Migrated from https://redmine.open-bio.org/issues/3401

@matklad said:

Consider this weird Newick tree

(((B,C),D))A; Here 'A' is both a root node and a terminal node(since it has only one child: ((B,C),D);). However, is_terminal for 'A' is False:

from Bio import Phylo
import cStringIO

bad_tree = '(((B,C),D))A'

t = Phylo.read(cStringIO.StringIO(bad_tree), 'newick')

for c in t.find_clades(terminal=True):
    print c,

Gives B C D

twrightsman commented 7 years ago

@etal replied:

The is_terminal() method simply checks whether the node in question has any descendents (child nodes). Here, 'A' looks like an internal node (for a rooted tree) because it does have descendents.

>>> print t
Tree(weight=1.0, rooted=False)
    Clade(branch_length=1.0, name='A')
        Clade(branch_length=1.0)
            Clade(branch_length=1.0)
                Clade(branch_length=1.0, name='B')
                Clade(branch_length=1.0, name='C')
            Clade(branch_length=1.0, name='D')

>>> Phylo.draw_ascii(t)
                                                           __________________ B
                                        __________________|
____________________ __________________|                  |__________________ C
                                       |
                                       |__________________ D

Do you consider 'A' to be terminal because the tree could be rerooted at a different internal node to make 'A' external? What rule would you use to determine whether a node is terminal, other than the presence/absence of child nodes?

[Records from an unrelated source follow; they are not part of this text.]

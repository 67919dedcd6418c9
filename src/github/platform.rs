//! Github Platform, the destination of the migration
use log::debug;
use reqwest::{
    header::{ACCEPT, AUTHORIZATION, USER_AGENT},
    Method, RequestBuilder, StatusCode,
};
use serde::de::DeserializeOwned;
use serde_json::json;
use urlencoding::encode;

use super::{
    repo::{
        BranchGithub, CreatedGithub, IssueCreation, IssueGithub, LabelGithub, MilestoneCreation,
        MilestoneGithub, RepoGithub,
    },
    GITHUB_API_HEADER, GITHUB_API_URL, GITHUB_API_VERSION, GITHUB_TRANSPORT_USER, PER_PAGE,
};
use crate::{
    entities::{ExistingItem, NewIssue, NewLabel, NewMilestone, NewPull},
    errors::{MigratorError, MigratorErrorKind},
    platform::{DestinationPlatform, PlatformFuture, PlatformType},
    utils::{embed_credentials, DestinationHandle, NewRepository},
};

/// Github Platform
#[derive(Default, Debug, Clone)]
pub struct GithubPlatform {
    /// Organization receiving the repositories
    org: String,

    /// Github token
    token: String,

    /// Reqwest client
    client: reqwest::Client,
}

impl GithubPlatform {
    /// Create a new GithubPlatform
    pub(crate) fn new(org: String, token: String) -> Self {
        Self {
            org,
            token,
            client: reqwest::Client::new(),
        }
    }

    /// Request to the API with the Github headers
    fn request(&self, method: Method, path: &str) -> RequestBuilder {
        self.client
            .request(method, format!("https://{GITHUB_API_URL}{path}"))
            .header(AUTHORIZATION, format!("Bearer {}", self.token))
            .header(ACCEPT, "application/vnd.github+json")
            .header(USER_AGENT, concat!(env!("CARGO_PKG_NAME"), "/", env!("CARGO_PKG_VERSION")))
            .header(GITHUB_API_HEADER, GITHUB_API_VERSION)
    }

    /// Send a request, fail with `kind` on an unsuccessful status
    async fn send(
        &self,
        request: RequestBuilder,
        kind: MigratorErrorKind,
    ) -> Result<String, MigratorError> {
        let response = request.send().await?;
        let status = response.status();
        let text = response.text().await?;
        if !status.is_success() {
            return Err(MigratorError::new(kind)
                .with_platform(PlatformType::Github)
                .with_status(status)
                .with_text(&text));
        }
        Ok(text)
    }

    /// Send a request and decode its response
    async fn send_json<T>(
        &self,
        request: RequestBuilder,
        kind: MigratorErrorKind,
    ) -> Result<T, MigratorError>
    where
        T: DeserializeOwned,
    {
        let text = self.send(request, kind).await?;
        Ok(serde_json::from_str(&text)?)
    }

    /// Fetch every page of a collection
    async fn get_all_pages<T>(
        &self,
        path: &str,
        query: &[(&str, &str)],
    ) -> Result<Vec<T>, MigratorError>
    where
        T: DeserializeOwned,
    {
        let mut page: usize = 1;
        let mut all_items = vec![];
        loop {
            let page_str = page.to_string();
            let per_page = PER_PAGE.to_string();
            let request = self
                .request(Method::GET, path)
                .query(&[("per_page", per_page.as_str()), ("page", page_str.as_str())])
                .query(query);
            let items: Vec<T> = self
                .send_json(request, MigratorErrorKind::EntityMigration)
                .await?;
            let count = items.len();
            debug!("Requested github {path} (page {page}): {count}");
            all_items.extend(items);
            if count < PER_PAGE {
                return Ok(all_items);
            }
            page += 1;
        }
    }
}

/// Path of a repository endpoint
fn repo_path(repo: &DestinationHandle, rest: &str) -> String {
    format!("/repos/{}/{}{}", encode(&repo.owner), encode(&repo.name), rest)
}

impl DestinationPlatform for GithubPlatform {
    fn get_type(&self) -> PlatformType {
        PlatformType::Github
    }

    fn get_repo<'a>(&'a self, name: &'a str) -> PlatformFuture<'a, Option<DestinationHandle>> {
        Box::pin(async move {
            let path = format!("/repos/{}/{}", encode(&self.org), encode(name));
            let response = self.request(Method::GET, &path).send().await?;
            let status = response.status();
            if status == StatusCode::NOT_FOUND {
                return Ok(None);
            }
            let text = response.text().await?;
            if !status.is_success() {
                return Err(MigratorError::new(MigratorErrorKind::Provision)
                    .with_platform(PlatformType::Github)
                    .with_status(status)
                    .with_text(&text));
            }
            let repo: RepoGithub = serde_json::from_str(&text)?;
            Ok(Some(repo.into()))
        })
    }

    fn create_repo(&self, repo: NewRepository) -> PlatformFuture<'_, DestinationHandle> {
        Box::pin(async move {
            let path = format!("/orgs/{}/repos", encode(&self.org));
            let request = self.request(Method::POST, &path).json(&repo);
            let created: RepoGithub = self
                .send_json(request, MigratorErrorKind::Provision)
                .await?;
            Ok(created.into())
        })
    }

    fn list_labels<'a>(&'a self, repo: &'a DestinationHandle) -> PlatformFuture<'a, Vec<String>> {
        Box::pin(async move {
            let labels: Vec<LabelGithub> = self
                .get_all_pages(&repo_path(repo, "/labels"), &[])
                .await?;
            Ok(labels.into_iter().map(|l| l.name).collect())
        })
    }

    fn create_label<'a>(
        &'a self,
        repo: &'a DestinationHandle,
        label: NewLabel,
    ) -> PlatformFuture<'a, ()> {
        Box::pin(async move {
            let request = self
                .request(Method::POST, &repo_path(repo, "/labels"))
                .json(&label);
            self.send(request, MigratorErrorKind::EntityMigration)
                .await
                .map(|_| ())
        })
    }

    fn list_milestones<'a>(
        &'a self,
        repo: &'a DestinationHandle,
    ) -> PlatformFuture<'a, Vec<(String, u64)>> {
        Box::pin(async move {
            let milestones: Vec<MilestoneGithub> = self
                .get_all_pages(&repo_path(repo, "/milestones"), &[("state", "all")])
                .await?;
            Ok(milestones.into_iter().map(|m| (m.title, m.number)).collect())
        })
    }

    fn create_milestone<'a>(
        &'a self,
        repo: &'a DestinationHandle,
        milestone: NewMilestone,
    ) -> PlatformFuture<'a, u64> {
        Box::pin(async move {
            let request = self
                .request(Method::POST, &repo_path(repo, "/milestones"))
                .json(&MilestoneCreation::from(milestone));
            let created: CreatedGithub = self
                .send_json(request, MigratorErrorKind::EntityMigration)
                .await?;
            Ok(created.number)
        })
    }

    fn list_issues<'a>(
        &'a self,
        repo: &'a DestinationHandle,
    ) -> PlatformFuture<'a, Vec<ExistingItem>> {
        Box::pin(async move {
            let issues: Vec<IssueGithub> = self
                .get_all_pages(&repo_path(repo, "/issues"), &[("state", "all")])
                .await?;
            Ok(issues
                .into_iter()
                .filter(|i| i.pull_request.is_none())
                .map(|i| i.into())
                .collect())
        })
    }

    fn create_issue<'a>(
        &'a self,
        repo: &'a DestinationHandle,
        issue: NewIssue,
    ) -> PlatformFuture<'a, u64> {
        Box::pin(async move {
            let request = self
                .request(Method::POST, &repo_path(repo, "/issues"))
                .json(&IssueCreation::from(issue));
            let created: CreatedGithub = self
                .send_json(request, MigratorErrorKind::EntityMigration)
                .await?;
            Ok(created.number)
        })
    }

    fn create_comment<'a>(
        &'a self,
        repo: &'a DestinationHandle,
        number: u64,
        body: String,
    ) -> PlatformFuture<'a, ()> {
        Box::pin(async move {
            let request = self
                .request(
                    Method::POST,
                    &repo_path(repo, &format!("/issues/{number}/comments")),
                )
                .json(&json!({ "body": body }));
            self.send(request, MigratorErrorKind::EntityMigration)
                .await
                .map(|_| ())
        })
    }

    fn close_issue<'a>(
        &'a self,
        repo: &'a DestinationHandle,
        number: u64,
    ) -> PlatformFuture<'a, ()> {
        Box::pin(async move {
            let request = self
                .request(Method::PATCH, &repo_path(repo, &format!("/issues/{number}")))
                .json(&json!({ "state": "closed" }));
            self.send(request, MigratorErrorKind::EntityMigration)
                .await
                .map(|_| ())
        })
    }

    fn list_branches<'a>(
        &'a self,
        repo: &'a DestinationHandle,
    ) -> PlatformFuture<'a, Vec<String>> {
        Box::pin(async move {
            let branches: Vec<BranchGithub> = self
                .get_all_pages(&repo_path(repo, "/branches"), &[])
                .await?;
            Ok(branches.into_iter().map(|b| b.name).collect())
        })
    }

    fn list_pulls<'a>(
        &'a self,
        repo: &'a DestinationHandle,
    ) -> PlatformFuture<'a, Vec<ExistingItem>> {
        Box::pin(async move {
            let pulls: Vec<IssueGithub> = self
                .get_all_pages(&repo_path(repo, "/pulls"), &[("state", "all")])
                .await?;
            Ok(pulls.into_iter().map(|p| p.into()).collect())
        })
    }

    fn create_pull<'a>(
        &'a self,
        repo: &'a DestinationHandle,
        pull: NewPull,
    ) -> PlatformFuture<'a, u64> {
        Box::pin(async move {
            let request = self
                .request(Method::POST, &repo_path(repo, "/pulls"))
                .json(&pull);
            let created: CreatedGithub = self
                .send_json(request, MigratorErrorKind::EntityMigration)
                .await?;
            Ok(created.number)
        })
    }

    fn add_labels<'a>(
        &'a self,
        repo: &'a DestinationHandle,
        number: u64,
        labels: Vec<String>,
    ) -> PlatformFuture<'a, ()> {
        Box::pin(async move {
            let request = self
                .request(
                    Method::POST,
                    &repo_path(repo, &format!("/issues/{number}/labels")),
                )
                .json(&json!({ "labels": labels }));
            self.send(request, MigratorErrorKind::EntityMigration)
                .await
                .map(|_| ())
        })
    }

    fn set_milestone<'a>(
        &'a self,
        repo: &'a DestinationHandle,
        number: u64,
        milestone: u64,
    ) -> PlatformFuture<'a, ()> {
        Box::pin(async move {
            let request = self
                .request(Method::PATCH, &repo_path(repo, &format!("/issues/{number}")))
                .json(&json!({ "milestone": milestone }));
            self.send(request, MigratorErrorKind::EntityMigration)
                .await
                .map(|_| ())
        })
    }

    fn close_pull<'a>(
        &'a self,
        repo: &'a DestinationHandle,
        number: u64,
    ) -> PlatformFuture<'a, ()> {
        Box::pin(async move {
            let request = self
                .request(Method::PATCH, &repo_path(repo, &format!("/pulls/{number}")))
                .json(&json!({ "state": "closed" }));
            self.send(request, MigratorErrorKind::EntityMigration)
                .await
                .map(|_| ())
        })
    }

    fn authenticated_url(&self, repo: &DestinationHandle) -> Result<String, MigratorError> {
        embed_credentials(&repo.clone_url, GITHUB_TRANSPORT_USER, &self.token)
    }
}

twrightsman commented 7 years ago

@matklad replied:

I consider a node to be terminal if it has degree of one. So I think that a root can also be terminal vertex if it has exactly one child. It's a slippy terminological issue, but at least wikipedia says that "additionally, the root, if not a leaf itself, is a terminal vertex if it has precisely one child." ( http://en.wikipedia.org/wiki/Tree_(graph_theory) )

PS. Sorry for long answering, I've forgotten completely about the issue.